Stored data entries:

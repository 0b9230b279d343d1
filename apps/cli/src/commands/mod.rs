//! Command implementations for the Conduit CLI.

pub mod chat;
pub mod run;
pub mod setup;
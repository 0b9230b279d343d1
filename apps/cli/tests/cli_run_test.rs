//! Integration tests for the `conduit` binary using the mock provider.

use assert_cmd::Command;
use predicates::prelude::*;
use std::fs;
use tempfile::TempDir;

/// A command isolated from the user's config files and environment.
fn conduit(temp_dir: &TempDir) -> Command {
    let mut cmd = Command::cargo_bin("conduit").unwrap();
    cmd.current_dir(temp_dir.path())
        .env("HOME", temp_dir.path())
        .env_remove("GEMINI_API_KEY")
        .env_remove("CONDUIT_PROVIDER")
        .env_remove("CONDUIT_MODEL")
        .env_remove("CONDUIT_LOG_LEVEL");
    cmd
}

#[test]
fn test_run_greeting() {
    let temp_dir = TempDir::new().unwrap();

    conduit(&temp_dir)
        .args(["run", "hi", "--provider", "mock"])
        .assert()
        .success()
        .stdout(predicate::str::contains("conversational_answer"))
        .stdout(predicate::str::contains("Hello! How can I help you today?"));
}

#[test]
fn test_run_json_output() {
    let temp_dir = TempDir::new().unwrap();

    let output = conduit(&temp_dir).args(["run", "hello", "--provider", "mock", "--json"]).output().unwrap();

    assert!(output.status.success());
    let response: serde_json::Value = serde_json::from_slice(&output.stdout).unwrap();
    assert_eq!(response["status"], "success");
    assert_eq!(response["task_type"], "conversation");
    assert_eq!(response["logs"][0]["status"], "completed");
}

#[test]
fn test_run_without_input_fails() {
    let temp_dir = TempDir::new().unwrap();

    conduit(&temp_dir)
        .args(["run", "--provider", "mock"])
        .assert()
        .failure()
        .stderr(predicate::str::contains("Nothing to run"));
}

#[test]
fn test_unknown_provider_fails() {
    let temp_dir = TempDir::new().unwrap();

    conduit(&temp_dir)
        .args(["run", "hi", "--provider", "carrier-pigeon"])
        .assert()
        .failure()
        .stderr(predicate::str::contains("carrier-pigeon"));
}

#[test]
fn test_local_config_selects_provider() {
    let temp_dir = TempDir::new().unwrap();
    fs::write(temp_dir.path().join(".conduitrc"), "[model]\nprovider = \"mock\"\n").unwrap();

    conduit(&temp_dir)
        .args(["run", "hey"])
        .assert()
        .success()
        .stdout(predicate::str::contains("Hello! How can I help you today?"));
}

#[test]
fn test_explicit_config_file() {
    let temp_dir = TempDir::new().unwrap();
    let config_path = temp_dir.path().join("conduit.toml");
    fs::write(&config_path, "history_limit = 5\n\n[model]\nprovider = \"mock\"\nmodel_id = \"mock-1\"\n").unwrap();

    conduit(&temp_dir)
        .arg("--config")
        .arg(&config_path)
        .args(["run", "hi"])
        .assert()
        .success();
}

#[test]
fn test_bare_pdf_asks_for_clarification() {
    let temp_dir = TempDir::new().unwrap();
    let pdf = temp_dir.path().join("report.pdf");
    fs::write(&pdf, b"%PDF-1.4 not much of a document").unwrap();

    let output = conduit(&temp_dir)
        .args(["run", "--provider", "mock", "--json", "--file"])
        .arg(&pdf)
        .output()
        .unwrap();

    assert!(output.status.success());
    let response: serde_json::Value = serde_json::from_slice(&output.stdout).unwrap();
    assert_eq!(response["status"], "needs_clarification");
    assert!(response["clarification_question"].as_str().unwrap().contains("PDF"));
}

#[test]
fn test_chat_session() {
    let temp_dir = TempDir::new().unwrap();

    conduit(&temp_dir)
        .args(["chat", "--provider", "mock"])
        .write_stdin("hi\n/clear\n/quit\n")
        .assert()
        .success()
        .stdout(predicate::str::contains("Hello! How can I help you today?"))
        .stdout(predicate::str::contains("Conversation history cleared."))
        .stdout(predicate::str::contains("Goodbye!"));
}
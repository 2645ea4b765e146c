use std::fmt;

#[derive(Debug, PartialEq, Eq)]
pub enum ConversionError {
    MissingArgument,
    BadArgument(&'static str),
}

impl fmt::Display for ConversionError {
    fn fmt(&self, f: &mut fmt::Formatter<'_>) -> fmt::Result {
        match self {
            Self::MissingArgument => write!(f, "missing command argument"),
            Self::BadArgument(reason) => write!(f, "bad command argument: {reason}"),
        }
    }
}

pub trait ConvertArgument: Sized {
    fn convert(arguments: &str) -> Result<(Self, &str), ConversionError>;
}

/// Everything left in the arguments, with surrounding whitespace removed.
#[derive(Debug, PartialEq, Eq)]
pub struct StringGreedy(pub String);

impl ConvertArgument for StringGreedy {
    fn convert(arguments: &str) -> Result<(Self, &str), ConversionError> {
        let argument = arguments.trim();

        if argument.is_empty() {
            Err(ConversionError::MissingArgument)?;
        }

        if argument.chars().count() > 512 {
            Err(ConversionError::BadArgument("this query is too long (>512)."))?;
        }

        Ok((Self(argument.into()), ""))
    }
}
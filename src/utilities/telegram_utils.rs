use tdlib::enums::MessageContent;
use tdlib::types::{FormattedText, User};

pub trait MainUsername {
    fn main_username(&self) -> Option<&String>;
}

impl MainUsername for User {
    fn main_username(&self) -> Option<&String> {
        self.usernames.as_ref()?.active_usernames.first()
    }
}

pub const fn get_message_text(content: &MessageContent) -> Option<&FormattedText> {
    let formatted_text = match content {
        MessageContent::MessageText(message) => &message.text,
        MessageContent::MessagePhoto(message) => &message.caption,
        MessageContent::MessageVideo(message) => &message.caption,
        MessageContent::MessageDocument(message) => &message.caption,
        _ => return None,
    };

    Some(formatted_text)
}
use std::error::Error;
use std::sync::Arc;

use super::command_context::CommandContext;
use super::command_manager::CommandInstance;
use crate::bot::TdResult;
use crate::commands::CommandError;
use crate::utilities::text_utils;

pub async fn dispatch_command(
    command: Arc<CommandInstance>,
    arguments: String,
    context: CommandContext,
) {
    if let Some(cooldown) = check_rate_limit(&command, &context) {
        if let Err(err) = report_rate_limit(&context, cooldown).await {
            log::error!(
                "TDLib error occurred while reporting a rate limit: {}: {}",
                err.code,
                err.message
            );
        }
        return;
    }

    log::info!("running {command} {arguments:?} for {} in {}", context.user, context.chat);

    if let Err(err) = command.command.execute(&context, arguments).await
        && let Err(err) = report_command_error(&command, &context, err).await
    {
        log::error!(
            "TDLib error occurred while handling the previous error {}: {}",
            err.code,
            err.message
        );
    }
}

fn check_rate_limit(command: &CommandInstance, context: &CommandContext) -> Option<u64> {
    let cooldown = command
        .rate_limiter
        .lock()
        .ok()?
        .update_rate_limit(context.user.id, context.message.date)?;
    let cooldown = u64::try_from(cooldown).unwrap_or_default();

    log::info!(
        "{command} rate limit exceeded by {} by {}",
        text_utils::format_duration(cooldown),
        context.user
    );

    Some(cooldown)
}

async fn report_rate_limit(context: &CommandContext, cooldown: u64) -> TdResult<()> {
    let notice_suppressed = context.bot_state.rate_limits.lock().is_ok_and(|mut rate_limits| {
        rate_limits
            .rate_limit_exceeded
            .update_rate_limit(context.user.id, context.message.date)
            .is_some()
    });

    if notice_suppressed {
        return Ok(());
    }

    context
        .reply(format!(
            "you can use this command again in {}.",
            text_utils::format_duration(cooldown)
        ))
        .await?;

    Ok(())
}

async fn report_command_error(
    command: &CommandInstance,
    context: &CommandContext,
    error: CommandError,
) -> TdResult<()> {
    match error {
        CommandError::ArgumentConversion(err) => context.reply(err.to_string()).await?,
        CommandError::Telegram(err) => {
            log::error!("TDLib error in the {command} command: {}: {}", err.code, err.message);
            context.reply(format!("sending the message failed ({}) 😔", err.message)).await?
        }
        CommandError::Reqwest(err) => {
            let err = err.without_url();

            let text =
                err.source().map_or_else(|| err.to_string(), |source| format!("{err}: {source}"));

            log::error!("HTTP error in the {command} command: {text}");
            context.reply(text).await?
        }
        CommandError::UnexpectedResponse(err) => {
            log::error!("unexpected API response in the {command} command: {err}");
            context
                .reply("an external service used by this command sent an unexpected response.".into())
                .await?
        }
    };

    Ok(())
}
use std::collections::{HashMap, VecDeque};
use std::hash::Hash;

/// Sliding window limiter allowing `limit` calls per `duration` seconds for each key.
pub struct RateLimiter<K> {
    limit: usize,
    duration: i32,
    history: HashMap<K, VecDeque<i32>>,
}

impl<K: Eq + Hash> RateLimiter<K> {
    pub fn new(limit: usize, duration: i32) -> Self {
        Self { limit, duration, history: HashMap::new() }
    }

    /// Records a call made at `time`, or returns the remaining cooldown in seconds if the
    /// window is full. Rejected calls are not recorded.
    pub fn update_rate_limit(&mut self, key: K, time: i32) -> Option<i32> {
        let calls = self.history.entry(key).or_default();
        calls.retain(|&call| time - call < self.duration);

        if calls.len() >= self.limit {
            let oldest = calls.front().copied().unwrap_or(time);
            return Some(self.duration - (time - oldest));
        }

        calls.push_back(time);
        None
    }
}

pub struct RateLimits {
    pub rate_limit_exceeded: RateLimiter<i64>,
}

### Exercise
Lines of the data above that include the string "crate" must each be copied.

### Result of the task
use crate::bot::TdResult;
use crate::commands::CommandError;
use crate::utilities::text_utils;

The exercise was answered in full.